In trapezoid ABCD, angle A is 90 degrees. The distance between the midpoints of the larger base AD

In trapezoid ABCD, angle A is 90 degrees. The distance between the midpoints of the larger base AD and the lateral side CD is equal to the root of 18 cm, BC is equal to 6 cm.A) Find the angle CAD B) Find the distance from point D to line AC if the tangent of angle ACD is 2

Since points K and M are the middle of the sides AD and CD, then the segment KM is the middle line of the triangle ACD, then AC = 2 * KM = 2 * √18 = 6 * √2 cm.

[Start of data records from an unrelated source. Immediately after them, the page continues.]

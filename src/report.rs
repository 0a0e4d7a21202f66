//! HTML technical note describing a research run.

use anyhow::Result;
use chrono::NaiveDate;
use std::fmt::Write as _;
use std::path::Path;
use tracing::info;

use crate::analyzers::utility::{max, mean, median, min, stddev};
use crate::output::price_rows;
use crate::pipeline::ResearchReport;

const STYLE: &str = "body { font-family: Arial, sans-serif; margin: 20px; }
h1, h2 { color: #333; }
table { border-collapse: collapse; width: 100%; margin-bottom: 20px; }
th, td { border: 1px solid #ccc; padding: 8px; text-align: left; }
th { background-color: #f0f0f0; }
.section { margin-bottom: 30px; }
small { color: #555; }";

const METHODOLOGY: &str = "<ol>
<li>For each unit of measure, only valid numeric values of <code>valorUnitarioResultado</code> are considered.</li>
<li>The mean (M) and population standard deviation (SD) of the sample are computed.</li>
<li>The coefficient of variation is CV = SD / M * 100. If CV is at or below 25%, the plain mean is the sanitized mean.</li>
<li>Otherwise values below M - SD or above M + SD are discarded as outliers.</li>
<li>The procedure repeats while values are being discarded and CV stays above the limit.</li>
<li>The mean of the remaining values is the <strong>sanitized mean</strong>.</li>
</ol>";

/// Escapes text for HTML element content and attribute values.
pub fn escape(text: &str) -> String {
    let mut out = String::with_capacity(text.len());
    for c in text.chars() {
        match c {
            '&' => out.push_str("&amp;"),
            '<' => out.push_str("&lt;"),
            '>' => out.push_str("&gt;"),
            '"' => out.push_str("&quot;"),
            '\'' => out.push_str("&#39;"),
            c => out.push(c),
        }
    }
    out
}

fn fmt4(value: Option<f64>) -> String {
    value.map(|v| format!("{v:.4}")).unwrap_or_default()
}

/// Global descriptive statistics of every priced record, in display order.
pub fn global_statistics(report: &ResearchReport) -> Vec<(&'static str, f64)> {
    let values: Vec<f64> = report.records.iter().filter_map(|r| r.price()).collect();
    let Some(m) = mean(&values) else {
        return Vec::new();
    };

    [
        ("min", min(&values)),
        ("max", max(&values)),
        ("mean", Some(m)),
        ("median", median(&values)),
        ("std", stddev(&values, m)),
    ]
    .into_iter()
    .filter_map(|(k, v)| Some((k, v?)))
    .collect()
}

/// Renders the technical note. `generated_on` is printed in the header.
pub fn render_html(report: &ResearchReport, generated_on: NaiveDate) -> String {
    let mut html = String::new();

    let units = report
        .records
        .iter()
        .filter_map(|r| r.unit())
        .collect::<std::collections::BTreeSet<_>>()
        .len();

    let _ = write!(
        html,
        "<!DOCTYPE html>
<html lang=\"en\">
<head>
<meta charset=\"UTF-8\">
<title>Price Research Report - PNCP</title>
<style>
{STYLE}
</style>
</head>
<body>

<h1>Price Research Report - PNCP (Law 14.133/2021)</h1>
<p><small>Generated on {}</small></p>

<div class=\"section\">
<h2>1. Period and filters</h2>
<ul>
  <li><strong>Start date:</strong> {}</li>
  <li><strong>End date:</strong> {}</li>
</ul>
<table>
  <thead><tr><th>Parameter</th><th>Value</th></tr></thead>
  <tbody>
",
        generated_on.format("%d/%m/%Y"),
        report.window.start_param(),
        report.window.end_param(),
    );

    for (key, value) in &report.effective_filters {
        let _ = writeln!(html, "    <tr><td>{}</td><td>{}</td></tr>", escape(key), escape(value));
    }

    let _ = write!(
        html,
        "  </tbody>
</table>
</div>

<div class=\"section\">
<h2>2. Sample statistics</h2>
<p>The consolidated sample contains <strong>{}</strong> records and <strong>{}</strong> distinct unit(s) of measure.</p>
",
        report.records.len(),
        units,
    );

    let stats = global_statistics(report);
    if stats.is_empty() {
        html.push_str("<p>No descriptive statistics could be computed for <code>valorUnitarioResultado</code>.</p>\n");
    } else {
        html.push_str("<table>\n  <thead><tr><th>Measure</th><th>Value</th></tr></thead>\n  <tbody>\n");
        for (name, value) in stats {
            let _ = writeln!(html, "    <tr><td>{name}</td><td>{value:.4}</td></tr>");
        }
        html.push_str("  </tbody>\n</table>\n");
    }

    let _ = write!(
        html,
        "</div>

<div class=\"section\">
<h2>3. Methodology</h2>
{METHODOLOGY}
<p>The sanitized mean and the standard deviation of each unit define a reference band (lower and upper limit, never below zero).</p>
</div>

<div class=\"section\">
<h2>4. Reference price by unit of measure</h2>
"
    );

    let rows = price_rows(&report.summaries, &report.prices);
    if rows.is_empty() {
        html.push_str("<p>No consolidated data available for the reference price table.</p>\n");
    } else {
        html.push_str(
            "<table>
  <thead>
    <tr>
      <th>Unit of measure</th>
      <th>Mean</th>
      <th>Median</th>
      <th>Sanitized mean</th>
      <th>Suggested reference price</th>
      <th>Lower limit</th>
      <th>Upper limit</th>
      <th>Basis</th>
    </tr>
  </thead>
  <tbody>
",
        );
        for row in rows {
            let _ = writeln!(
                html,
                "    <tr><td>{}</td><td>{}</td><td>{}</td><td>{}</td><td>{}</td><td>{}</td><td>{}</td><td>{}</td></tr>",
                escape(row.unit),
                fmt4(row.media),
                fmt4(row.mediana),
                fmt4(row.media_sanada),
                fmt4(Some(row.preco_referencia)),
                fmt4(Some(row.limite_inferior_intervalo)),
                fmt4(Some(row.limite_superior_intervalo)),
                row.base_preco_referencia.label(),
            );
        }
        html.push_str("  </tbody>\n</table>\n");
    }

    html.push_str("</div>\n</body>\n</html>\n");
    html
}

pub fn write_html(path: &Path, report: &ResearchReport, generated_on: NaiveDate) -> Result<()> {
    std::fs::write(path, render_html(report, generated_on))?;
    info!(path = %path.display(), "HTML report written");
    Ok(())
}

In a right-angled triangle ABC, according to the Pythagorean theorem, we determine the length of the leg AB.

AB ^ 2 = AC ^ 2 – BC ^ 2 = 72 – 36 = 36. AB = 6 cm, therefore, triangle ABC is rectangular and isosceles, and the angles at the base of AC are 45.

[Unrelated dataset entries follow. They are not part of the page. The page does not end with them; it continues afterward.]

//! Data types produced by the aggregation pipeline.

use serde::Serialize;

/// Descriptive statistics of the awarded unit price for one unit of measure.
///
/// `count` is the number of valid numeric observations. When it is zero
/// every statistic is `None`.
#[derive(Debug, Clone, Default, PartialEq)]
pub struct GroupSummary {
    pub count: usize,
    pub mean: Option<f64>,
    pub median: Option<f64>,
    pub std_dev: Option<f64>,
    pub min: Option<f64>,
    pub max: Option<f64>,
    pub sanitized_mean: Option<f64>,
}

/// Suggested reference price for one unit of measure and its one-sigma band.
#[derive(Debug, Clone, PartialEq)]
pub struct ReferencePrice {
    pub suggested: f64,
    pub lower: f64,
    pub upper: f64,
    pub basis: PriceBasis,
}

/// Which statistic the suggested price was taken from.
#[derive(Debug, Clone, Copy, PartialEq, Eq, Serialize)]
#[serde(rename_all = "snake_case")]
pub enum PriceBasis {
    SanitizedMean,
    Mean,
    Median,
}

impl PriceBasis {
    pub fn label(self) -> &'static str {
        match self {
            PriceBasis::SanitizedMean => "sanitized mean",
            PriceBasis::Mean => "mean",
            PriceBasis::Median => "median",
        }
    }
}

Then the angle CAD = BAD = BAC = 90 – 45 = 45.

Let the length of the segment CH = X cm, then AH = AC – CH = (6 * √2 – X) cm.

In a right-angled triangle СDН tgDСН = DH / СН.

DН = СН * tgDСН = X * 2 cm.

Triangle АНD is rectangular and isosceles, then DH = АН = (6 * √2 – X).

Then (6 * √2 – X) = 2 * X.

3 * X = 6 * √2.

X = CH = 2 * √2 cm.

DН = 2 * СН = 4 * √2 cm.

Answer: Angle CAD is 45, the distance from point D to AC is 4 * √2 cm.